KIK demonstrates a transitional stage of digital adoption, characterized by the partial integration of 3D design software and laser cutting technology. The enterprise uses digital design tools for product prototyping, enhancing accuracy in cutting recycled materials and supporting mass customization. Digitalization has improved material efficiency and facilitated diversification of product lines—particularly in furniture and decorative crafts—allowing the company to penetrate new market segments. However, the adoption process remains limited by the availability of trained digital operators and access to affordable technological upgrades. This indicates that innovation readiness within small creative enterprises requires capacity building in both technical and human resource dimensions.

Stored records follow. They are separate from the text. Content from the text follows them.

//! Batch-fatal error types
//!
//! Row-level problems never surface here: they are collected into an
//! [`ErrorReport`](crate::pipeline::ErrorReport) and only exclude their own
//! row. An [`IngestError`] aborts the whole run.

use std::path::PathBuf;
use thiserror::Error;

/// Result type alias for ingestion operations
pub type Result<T> = std::result::Result<T, IngestError>;

/// Errors that abort an ingestion run
#[derive(Error, Debug)]
pub enum IngestError {
    /// Input file missing or unreadable
    #[error("Cannot read input file '{}': {source}", .path.display())]
    ReadInput {
        path: PathBuf,
        #[source]
        source: std::io::Error,
    },

    /// File system operation failed outside of input reading
    #[error("File operation failed: {0}")]
    Io(#[from] std::io::Error),

    /// The delimited file itself could not be parsed
    #[error("Malformed input: {0}")]
    Csv(#[from] csv::Error),

    /// A data row has more cells than the header names
    #[error("Expected {expected} fields in line {line}, saw {found}")]
    TooManyFields {
        line: usize,
        expected: usize,
        found: usize,
    },

    /// Header row lacks a required column
    #[error("Input header is missing required column '{0}'")]
    MissingColumn(String),

    /// The SQLite store rejected the batch; nothing was committed
    #[error("Database error: {0}")]
    Sink(#[from] rusqlite::Error),

    /// Configuration file missing or unreadable
    #[error("Cannot read configuration file '{}': {source}", .path.display())]
    ConfigRead {
        path: PathBuf,
        #[source]
        source: std::io::Error,
    },

    /// Configuration file could not be parsed
    #[error("Invalid configuration file '{}': {source}", .path.display())]
    ConfigFile {
        path: PathBuf,
        #[source]
        source: toml::de::Error,
    },

    /// Configuration values are inconsistent
    #[error("Configuration error: {0}")]
    Config(String),
}

impl IngestError {
    /// Create a configuration error
    pub fn config(msg: impl Into<String>) -> Self {
        Self::Config(msg.into())
    }

    /// Create an input read error for `path`
    pub fn read_input(path: impl Into<PathBuf>, source: std::io::Error) -> Self {
        Self::ReadInput {
            path: path.into(),
            source,
        }
    }
}
//! SQLite schema for the mesh catalog

use crate::error::Result;
use rusqlite::Connection;

/// Create the `mesh` table if it does not exist yet
pub fn init_schema(conn: &Connection) -> Result<()> {
    conn.execute(
        r#"
        CREATE TABLE IF NOT EXISTS mesh (
            codename TEXT PRIMARY KEY NOT NULL,
            trame TEXT NOT NULL,
            mass_surf REAL NOT NULL,
            is_compat_interior_wall BOOLEAN NOT NULL,
            mesh_height REAL NOT NULL,
            mesh_width REAL NOT NULL,
            roll_pallet INTEGER,

            -- comma-joined color names
            color_names TEXT
        )
        "#,
        [],
    )?;

    Ok(())
}

#[cfg(test)]
#[allow(clippy::unwrap_used, clippy::expect_used)]
mod tests {
    use super::*;

    #[test]
    fn test_init_schema_is_repeatable() {
        let conn = Connection::open_in_memory().unwrap();
        init_schema(&conn).unwrap();
        init_schema(&conn).unwrap();

        let tables: i64 = conn
            .query_row(
                "SELECT COUNT(*) FROM sqlite_master WHERE type = 'table' AND name = 'mesh'",
                [],
                |row| row.get(0),
            )
            .unwrap();
        assert_eq!(tables, 1);
    }
}
//! Mesh Ingest - validate a mesh product file and load it into SQLite

use anyhow::{Context, Result};
use clap::{Parser, ValueEnum};
use colored::Colorize;
use mesh_common::logging::{init_logging, LogConfig, LogLevel, LogOutput};
use mesh_ingest::config::parse_delimiter;
use mesh_ingest::{
    persist_batch, skip_reason, validate_file, BatchResult, ConflictMode, ErrorReport,
    IngestConfig, IngestOutcome, PersistDecision, PersistPolicy, SqliteMeshStore,
};
use std::path::{Path, PathBuf};
use std::process;
use tracing::{error, info};

#[derive(Parser, Debug)]
#[command(name = "mesh-ingest")]
#[command(author, version, about = "Validate mesh product files and load them into SQLite")]
struct Cli {
    /// Delimited input file; prompted for when omitted
    path: Option<PathBuf>,

    /// TOML configuration file
    #[arg(short, long, env = "MESH_CONFIG")]
    config: Option<PathBuf>,

    /// SQLite database file
    #[arg(long)]
    database: Option<PathBuf>,

    /// Field delimiter (single character, or "tab")
    #[arg(long)]
    delimiter: Option<String>,

    /// Whether valid rows are written when other rows were rejected
    #[arg(long, value_enum)]
    policy: Option<PersistPolicy>,

    /// Behaviour when a codename is already stored
    #[arg(long, value_enum)]
    on_conflict: Option<ConflictMode>,

    /// Validate only, never open the database
    #[arg(long)]
    dry_run: bool,

    /// Report format
    #[arg(long, value_enum, default_value_t = ReportFormat::Text)]
    format: ReportFormat,

    /// Verbose output
    #[arg(short, long)]
    verbose: bool,
}

#[derive(Debug, Clone, Copy, PartialEq, Eq, ValueEnum)]
enum ReportFormat {
    Text,
    Json,
}

fn main() {
    dotenvy::dotenv().ok();
    let cli = Cli::parse();

    let level = if cli.verbose {
        LogLevel::Debug
    } else {
        LogLevel::Warn
    };
    let log_config = LogConfig::builder()
        .level(level)
        .output(LogOutput::Console)
        .log_file_prefix("mesh-ingest")
        .build();

    // Environment takes precedence over flags
    let log_config = log_config.merge_env().unwrap_or_else(|e| {
        eprintln!("Warning: ignoring logging environment: {}", e);
        LogConfig::default()
    });

    // Keep the guard alive so buffered file logs are flushed on exit
    let _guard = init_logging(&log_config).ok().flatten();

    match run(&cli) {
        Ok(outcome) if outcome.is_failure() => process::exit(1),
        Ok(_) => {},
        Err(e) => {
            error!(error = %e, "Ingestion failed");
            eprintln!("{} {:#}", "Error:".red().bold(), e);
            process::exit(1);
        },
    }
}

fn run(cli: &Cli) -> Result<IngestOutcome> {
    let config = build_config(cli)?;
    let path = match &cli.path {
        Some(path) => path.clone(),
        None => prompt_for_path()?,
    };

    info!(path = %path.display(), dry_run = cli.dry_run, "Starting ingestion");
    let result = validate_file(&path, &config)?;

    // Row errors are shown before the database is touched
    if cli.format == ReportFormat::Text {
        print_report(&result.report);
    }

    let persisted = if cli.dry_run {
        Ok(PersistDecision::DryRun)
    } else {
        match skip_reason(&result, config.policy) {
            Some(decision) => Ok(decision),
            None => write_batch(&result, &config),
        }
    };

    let (decision, failure) = match persisted {
        Ok(decision) => (decision, None),
        Err(e) => (PersistDecision::SinkFailed, Some(e)),
    };
    let outcome = IngestOutcome { result, decision };

    match cli.format {
        ReportFormat::Text => print_decision(&outcome, &config.database),
        ReportFormat::Json => println!("{}", serde_json::to_string_pretty(&outcome)?),
    }

    match failure {
        Some(e) => Err(e),
        None => Ok(outcome),
    }
}

fn write_batch(result: &BatchResult, config: &IngestConfig) -> Result<PersistDecision> {
    let mut store = SqliteMeshStore::open(&config.database)
        .with_context(|| format!("Failed to open database {}", config.database.display()))?
        .with_conflict_mode(config.on_conflict);
    Ok(persist_batch(result, config.policy, &mut store)?)
}

/// Defaults, then config file and environment, then flags
fn build_config(cli: &Cli) -> Result<IngestConfig> {
    let mut config = IngestConfig::load(cli.config.as_deref())?;

    if let Some(database) = &cli.database {
        config.database = database.clone();
    }
    if let Some(delimiter) = &cli.delimiter {
        config.delimiter = parse_delimiter(delimiter)?;
    }
    if let Some(policy) = cli.policy {
        config.policy = policy;
    }
    if let Some(mode) = cli.on_conflict {
        config.on_conflict = mode;
    }

    config.validate()?;
    Ok(config)
}

fn prompt_for_path() -> Result<PathBuf> {
    let answer = inquire::Text::new("Please enter the CSV file path:")
        .prompt()
        .context("No input file given")?;
    Ok(PathBuf::from(answer.trim()))
}

fn print_report(report: &ErrorReport) {
    if report.is_empty() {
        return;
    }
    println!("{}", "Errors encountered:".red().bold());
    for message in report.messages() {
        println!("{}", message);
    }
    println!();
}

fn print_decision(outcome: &IngestOutcome, database: &Path) {
    let summary = format!(
        "{} rows read, {} valid, {} excluded",
        outcome.result.total_rows,
        outcome.result.batch.len(),
        outcome.result.excluded_rows()
    );

    match outcome.decision {
        PersistDecision::Persisted(rows) => {
            println!(
                "{} Data ingested and validated successfully: {} rows written to {}",
                "✓".green(),
                rows,
                database.display()
            );
            println!("  {}", summary.dimmed());
        },
        PersistDecision::SkippedDueToErrors => {
            println!("{} Nothing was written ({})", "✗".red(), summary);
        },
        PersistDecision::NothingToPersist => {
            println!("{} No valid rows to write ({})", "!".yellow(), summary);
        },
        PersistDecision::DryRun => {
            println!("{} Validation only: {}", "•".cyan(), summary);
        },
        PersistDecision::SinkFailed => {
            println!("{} Writing to {} failed ({})", "✗".red(), database.display(), summary);
        },
    }
}
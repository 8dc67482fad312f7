//! Delimited file reader
//!
//! Loads the whole input into memory as [`RawRecord`]s. The header row names
//! the columns; every required column must be present in it. Short rows are
//! padded with nulls, rows wider than the header abort the read.

use crate::config::IngestConfig;
use crate::error::{IngestError, Result};
use crate::record::RawRecord;
use crate::schema::{mesh_fields, required_columns};
use csv::{ReaderBuilder, StringRecord, Trim};
use std::io::Read;
use std::path::Path;
use tracing::{debug, instrument};

/// CSV reader configured for one input format
#[derive(Debug, Clone)]
pub struct BatchReader {
    delimiter: u8,
    null_tokens: Vec<String>,
    required_columns: Vec<String>,
}

impl BatchReader {
    pub fn new(delimiter: u8) -> Self {
        Self {
            delimiter,
            null_tokens: Vec::new(),
            required_columns: Vec::new(),
        }
    }

    /// Reader using the delimiter and null tokens of `config`
    pub fn from_config(config: &IngestConfig) -> Self {
        Self::new(config.delimiter_byte()).with_null_tokens(config.null_tokens.clone())
    }

    /// Reader for mesh product files: `config` settings plus the required mesh columns
    pub fn for_mesh(config: &IngestConfig) -> Self {
        let specs = mesh_fields(&config.vocabulary);
        Self::from_config(config).with_required_columns(&required_columns(&specs))
    }

    /// Cell values to read as null
    pub fn with_null_tokens(mut self, tokens: Vec<String>) -> Self {
        self.null_tokens = tokens;
        self
    }

    /// Columns the header must contain
    pub fn with_required_columns<S: AsRef<str>>(mut self, columns: &[S]) -> Self {
        self.required_columns = columns.iter().map(|c| c.as_ref().to_string()).collect();
        self
    }

    /// Read every data row of the file at `path`
    #[instrument(skip_all, fields(path = %path.display()))]
    pub fn read_path(&self, path: &Path) -> Result<Vec<RawRecord>> {
        let file = std::fs::File::open(path).map_err(|e| IngestError::read_input(path, e))?;
        self.read(file)
    }

    /// Read every data row from `input`
    pub fn read<R: Read>(&self, input: R) -> Result<Vec<RawRecord>> {
        let mut reader = ReaderBuilder::new()
            .delimiter(self.delimiter)
            .has_headers(true)
            .flexible(true)
            .trim(Trim::None)
            .from_reader(input);

        let headers: Vec<String> = reader
            .headers()?
            .iter()
            .map(|h| h.trim().to_string())
            .collect();
        self.check_headers(&headers)?;

        let mut records = Vec::new();
        let mut row = StringRecord::new();
        while reader.read_record(&mut row)? {
            let line = records.len() + 1;
            if row.len() > headers.len() {
                return Err(IngestError::TooManyFields {
                    line,
                    expected: headers.len(),
                    found: row.len(),
                });
            }
            records.push(self.to_raw_record(line, &headers, &row));
        }

        debug!(rows = records.len(), columns = headers.len(), "Input loaded");
        Ok(records)
    }

    fn check_headers(&self, headers: &[String]) -> Result<()> {
        match self
            .required_columns
            .iter()
            .find(|required| !headers.contains(required))
        {
            Some(missing) => Err(IngestError::MissingColumn(missing.clone())),
            None => Ok(()),
        }
    }

    fn to_raw_record(&self, line: usize, headers: &[String], row: &StringRecord) -> RawRecord {
        let fields = headers
            .iter()
            .enumerate()
            .map(|(i, name)| {
                let value = row
                    .get(i)
                    .filter(|cell| !self.is_null(cell))
                    .map(str::to_string);
                (name.clone(), value)
            })
            .collect();
        RawRecord::new(line, fields)
    }

    fn is_null(&self, cell: &str) -> bool {
        self.null_tokens.iter().any(|token| token == cell)
    }
}

/// Read a mesh product file
pub fn read_batch(path: &Path, config: &IngestConfig) -> Result<Vec<RawRecord>> {
    BatchReader::for_mesh(config).read_path(path)
}

/// Read mesh product rows from any byte source
pub fn read_batch_from<R: Read>(input: R, config: &IngestConfig) -> Result<Vec<RawRecord>> {
    BatchReader::for_mesh(config).read(input)
}
//! Mesh Ingest Library
#![deny(clippy::unwrap_used, clippy::expect_used)]
//!
//! Validates delimited mesh product files and loads the surviving rows into
//! a SQLite catalog keyed by product code.
//!
//! - **Reading**: [`reader::BatchReader`] turns a CSV file into [`record::RawRecord`]s
//! - **Validation**: [`pipeline::BatchPipeline`] runs duplicate detection and
//!   per-row checks, producing a [`pipeline::ValidatedBatch`] and an
//!   [`pipeline::ErrorReport`]
//! - **Persistence**: [`store::MeshSink`], implemented by [`store::SqliteMeshStore`]
//!
//! A bad row only excludes itself. Whether the survivors are written when
//! other rows failed is decided by [`config::PersistPolicy`].
//!
//! # Example
//!
//! ```no_run
//! use mesh_ingest::{ingest_file, IngestConfig, SqliteMeshStore};
//! use std::path::Path;
//!
//! fn main() -> mesh_ingest::Result<()> {
//!     let config = IngestConfig::load(None)?;
//!     let mut store = SqliteMeshStore::open(&config.database)?;
//!     let outcome = ingest_file(Path::new("meshes.csv"), &config, &mut store)?;
//!     for message in outcome.result.report.messages() {
//!         println!("{message}");
//!     }
//!     Ok(())
//! }
//! ```

pub mod config;
pub mod duplicates;
pub mod error;
pub mod fields;
pub mod ingest;
pub mod pipeline;
pub mod reader;
pub mod record;
pub mod row;
pub mod schema;
pub mod store;

pub use config::{ConflictMode, IngestConfig, PersistPolicy, Vocabulary};
pub use error::{IngestError, Result};
pub use ingest::{
    ingest_file, ingest_records, persist_batch, skip_reason, validate_file, IngestOutcome,
    PersistDecision,
};
pub use pipeline::{BatchPipeline, BatchResult, ErrorReport, ValidatedBatch};
pub use reader::{read_batch, read_batch_from, BatchReader};
pub use record::{MeshRecord, RawRecord};
pub use row::{ErrorKind, RowError};
pub use store::{MeshSink, SqliteMeshStore};
//! Batch-wide duplicate key detection

use crate::record::RawRecord;
use std::collections::{HashMap, HashSet};

/// Keys that occur on two or more rows of one batch.
///
/// Built once over the whole input, including rows that fail other checks,
/// and queried by key value so that filtering or reordering rows later cannot
/// attach a flag to the wrong row. Null and empty keys are never counted.
#[derive(Debug, Clone, Default)]
pub struct DuplicateIndex {
    duplicated: HashSet<String>,
}

impl DuplicateIndex {
    /// Scan `keys` once
    pub fn build<'a>(keys: impl IntoIterator<Item = Option<&'a str>>) -> Self {
        let mut seen: HashMap<&'a str, usize> = HashMap::new();
        for key in keys.into_iter().flatten().filter(|k| !k.is_empty()) {
            *seen.entry(key).or_default() += 1;
        }

        let duplicated = seen
            .into_iter()
            .filter(|(_, count)| *count > 1)
            .map(|(key, _)| key.to_string())
            .collect();

        Self { duplicated }
    }

    /// Scan the `key_field` column of `records`
    pub fn from_records(records: &[RawRecord], key_field: &str) -> Self {
        Self::build(records.iter().map(|r| r.get(key_field)))
    }

    pub fn is_duplicated(&self, key: Option<&str>) -> bool {
        key.is_some_and(|k| self.duplicated.contains(k))
    }

    /// Number of distinct duplicated keys
    pub fn len(&self) -> usize {
        self.duplicated.len()
    }

    pub fn is_empty(&self) -> bool {
        self.duplicated.is_empty()
    }
}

BF represents an early-stage adopter, focusing primarily on the initial utilization of digital design and online marketing tools rather than full-scale production digitalization. The enterprise employs basic software applications for product visualization and relies heavily on social media platforms to expand market access. Although the entrepreneurial actor acknowledges the potential of digital tools to enhance production efficiency and business visibility, BF faces significant constraints related to digital literacy, investment in equipment, and availability of skilled labor. The owner’s proactive attitude reflects a strong behavioral intention toward digital transformation; however, resource limitations and insufficient institutional support hinder the realization of adoption goals. This case exemplifies the behavioral and structural challenges faced by micro-scale upcycling enterprises in the early stages of digital adoption.

The qualitative exploration identified five main themes: User Experience, Perceived Usefulness, Perceived Ease of Use, Internal and External Factors, and Behavioral Intentions. Collectively, these themes capture the behavioral and contextual dynamics underlying digital adoption within the upcycling craft industry. The themes were synthesized from interview transcripts and observational data using NVivo 12 Pro and aligned with the constructs of the Technology Acceptance Model (TAM) and the Theory of Planned Behavior (TPB), such as:

Thus, the thematic analysis demonstrates a coherent behavioral pattern consistent with TAM and TPB frameworks: Perceived Usefulness and Perceived Ease of Use shape Attitudes and Behavioral Intentions, moderated by Internal and External Factors. These behavioral drivers underpin the early phases of digital transformation in the upcycling craft industry, highlighting that technological readiness alone is insufficient without parallel development of human capability and organizational support systems.

The NVivo-based cross-case analysis revealed consistent behavioral and contextual patterns across the three case studies. Although digital technologies—such as CNC machining, laser cutting, and digital design software—had been introduced in all enterprises, their utilization remained partial and not yet fully optimized. Most digital tools were applied only at specific stages of production (e.g., cutting or engraving), while design ideation and finishing processes continued to rely heavily on manual craftsmanship. This suggests that digital transformation within the upcycling craft industry is still in an early integration phase, where digital and traditional practices coexist. A key insight from the analysis concerns the primary barriers to digital adoption, which were predominantly related to technical skills and organizational readiness rather than financial constraints. Artisans frequently lacked structured digital training, resulting in low confidence in operating new equipment or software. Consequently, many enterprises depended on external operators for digitally enabled tasks, restricting knowledge transfer and limiting long-term sustainability. This underscores the crucial role of digital literacy development in supporting transformation among micro and small creative enterprises.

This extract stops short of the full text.